Goal of the exercise:
For the listing below, count the lines that contain "Some" and report only the number.

Data supplied:
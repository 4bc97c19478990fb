//! Match setup: board size, placements, dice and timing.

use crate::{has_path, Board, Color, Coord, EdgeState, GameError, PerColor, Result};
use derive_getters::Getters;
use serde::{Deserialize, Serialize};
use std::time::Duration;
use tracing::instrument;

/// Everything [`crate::Engine::start_game`] rebuilds a match from.
///
/// Start, goal and locked-wall positions are grid coordinates. Missing
/// fields in serialized form take their [`Default`] values.
#[derive(Debug, Clone, PartialEq, Eq, Serialize, Deserialize, Getters)]
#[serde(default)]
pub struct GameConfig {
    /// Width in cells.
    width: u16,
    /// Height in cells.
    height: u16,
    /// Color that acts first.
    starting_color: Color,
    /// Initial pawn cells.
    start: PerColor<Coord>,
    /// Destination cells.
    goal: PerColor<Coord>,
    /// Walls fixed for the life of the match.
    locked_walls: Vec<Coord>,
    /// Face multiset of each color's die.
    dice_faces: PerColor<Vec<u8>>,
    /// Pause between `DiceRollStarted` and `DiceRollResolved`.
    dice_delay_ms: u64,
    /// Seed for reproducible dice.
    seed: Option<u64>,
}

impl Default for GameConfig {
    fn default() -> Self {
        let d6 = vec![1, 2, 3, 4, 5, 6];
        Self {
            width: 5,
            height: 5,
            starting_color: Color::Red,
            start: PerColor::new(Coord::cell(0, 2), Coord::cell(2, 0)),
            goal: PerColor::new(Coord::cell(4, 2), Coord::cell(2, 4)),
            locked_walls: Vec::new(),
            dice_faces: PerColor::new(d6.clone(), d6),
            dice_delay_ms: 1000,
            seed: None,
        }
    }
}

impl GameConfig {
    /// Config for a `width` × `height` board with the given placements and
    /// otherwise default settings.
    pub fn with_board(
        width: u16,
        height: u16,
        start: PerColor<Coord>,
        goal: PerColor<Coord>,
    ) -> Self {
        Self {
            width,
            height,
            start,
            goal,
            ..Self::default()
        }
    }

    /// Replaces the first color to act.
    pub fn starting_with(mut self, color: Color) -> Self {
        self.starting_color = color;
        self
    }

    /// Replaces the locked walls.
    pub fn locked(mut self, walls: Vec<Coord>) -> Self {
        self.locked_walls = walls;
        self
    }

    /// Replaces both die face lists.
    pub fn dice(mut self, red: Vec<u8>, blue: Vec<u8>) -> Self {
        self.dice_faces = PerColor::new(red, blue);
        self
    }

    /// Replaces the dice delay.
    pub fn delay_ms(mut self, millis: u64) -> Self {
        self.dice_delay_ms = millis;
        self
    }

    /// Fixes the dice seed.
    pub fn seeded(mut self, seed: u64) -> Self {
        self.seed = Some(seed);
        self
    }

    /// Dice delay as a [`Duration`].
    pub fn dice_delay(&self) -> Duration {
        Duration::from_millis(self.dice_delay_ms)
    }

    /// Checks that the config describes a playable match.
    ///
    /// # Errors
    ///
    /// `InvalidConfig` naming the first problem found.
    #[instrument(skip(self))]
    pub fn validate(&self) -> Result<()> {
        if self.width == 0 || self.height == 0 {
            return Err(invalid("board dimensions must be positive"));
        }
        if self.width > 1000 || self.height > 1000 {
            return Err(invalid("board dimensions must not exceed 1000 cells"));
        }
        let board = Board::new(self.width, self.height);

        for color in [Color::Red, Color::Blue] {
            let start = *self.start.get(color);
            let goal = *self.goal.get(color);
            if !start.is_cell() || !board.contains(start) {
                return Err(invalid(format!("{color} start {start} is not a cell")));
            }
            if !goal.is_cell() || !board.contains(goal) {
                return Err(invalid(format!("{color} goal {goal} is not a cell")));
            }
            if start == goal {
                return Err(invalid(format!("{color} starts on its goal")));
            }
            let faces = self.dice_faces.get(color);
            if faces.is_empty() {
                return Err(invalid(format!("{color} die has no faces")));
            }
            if let Some(face) = faces.iter().find(|face| !(1..=6).contains(*face)) {
                return Err(invalid(format!("{color} die face {face} is outside 1..=6")));
            }
        }

        if let Some(wall) = self
            .locked_walls
            .iter()
            .find(|wall| !board.is_interior_edge(**wall))
        {
            return Err(invalid(format!("locked wall {wall} is not an interior edge")));
        }

        let mut board = board;
        for wall in &self.locked_walls {
            board.set_edge(*wall, EdgeState::Locked)?;
        }
        for color in [Color::Red, Color::Blue] {
            if !has_path(&board, *self.start.get(color), *self.goal.get(color)) {
                return Err(invalid(format!(
                    "locked walls cut {color} off from its goal"
                )));
            }
        }
        Ok(())
    }
}

fn invalid(reason: impl Into<String>) -> GameError {
    GameError::InvalidConfig(reason.into())
}

#[cfg(test)]
mod tests {
    use super::*;

    #[test]
    fn test_default_is_valid() {
        let config = GameConfig::default();
        assert_eq!(config.validate(), Ok(()));
        assert_eq!(*config.width(), 5);
        assert_eq!(config.dice_delay(), Duration::from_secs(1));
    }

    #[test]
    fn test_rejects_zero_dimensions() {
        let config = GameConfig::with_board(
            0,
            3,
            PerColor::new(Coord::cell(0, 0), Coord::cell(0, 0)),
            PerColor::new(Coord::cell(2, 0), Coord::cell(2, 0)),
        );
        assert!(matches!(config.validate(), Err(GameError::InvalidConfig(_))));
    }

    #[test]
    fn test_rejects_non_cell_start() {
        let config = GameConfig::with_board(
            3,
            3,
            PerColor::new(Coord::new(1, 2), Coord::cell(0, 0)),
            PerColor::new(Coord::cell(2, 0), Coord::cell(2, 2)),
        );
        let err = config.validate().unwrap_err();
        assert!(err.to_string().contains("red start"));
    }

    #[test]
    fn test_rejects_bad_faces_and_border_walls() {
        let bad_face = GameConfig::default().dice(vec![0, 1], vec![1]);
        assert!(bad_face.validate().is_err());

        let empty = GameConfig::default().dice(vec![1], vec![]);
        assert!(empty.validate().is_err());

        let border = GameConfig::default().locked(vec![Coord::new(1, 0)]);
        assert!(border.validate().is_err());

        let interior = GameConfig::default().locked(vec![Coord::new(1, 2)]);
        assert_eq!(interior.validate(), Ok(()));
    }

    #[test]
    fn test_rejects_locked_walls_that_seal_a_goal() {
        // Blue's goal cell (2,4) fenced on its three open sides.
        let sealed = GameConfig::default().locked(vec![
            Coord::new(4, 9),
            Coord::new(6, 9),
            Coord::new(5, 8),
        ]);
        let err = sealed.validate().unwrap_err();
        assert!(err.to_string().contains("cut blue off"));

        let fenced_twice = GameConfig::default().locked(vec![Coord::new(4, 9), Coord::new(6, 9)]);
        assert_eq!(fenced_twice.validate(), Ok(()));
    }

    #[test]
    fn test_partial_json_uses_defaults() {
        let config: GameConfig =
            serde_json::from_str(r#"{"width": 7, "height": 7, "dice_delay_ms": 0}"#).unwrap();
        assert_eq!(*config.width(), 7);
        assert_eq!(*config.dice_delay_ms(), 0);
        assert_eq!(*config.starting_color(), Color::Red);
    }
}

Task response:
3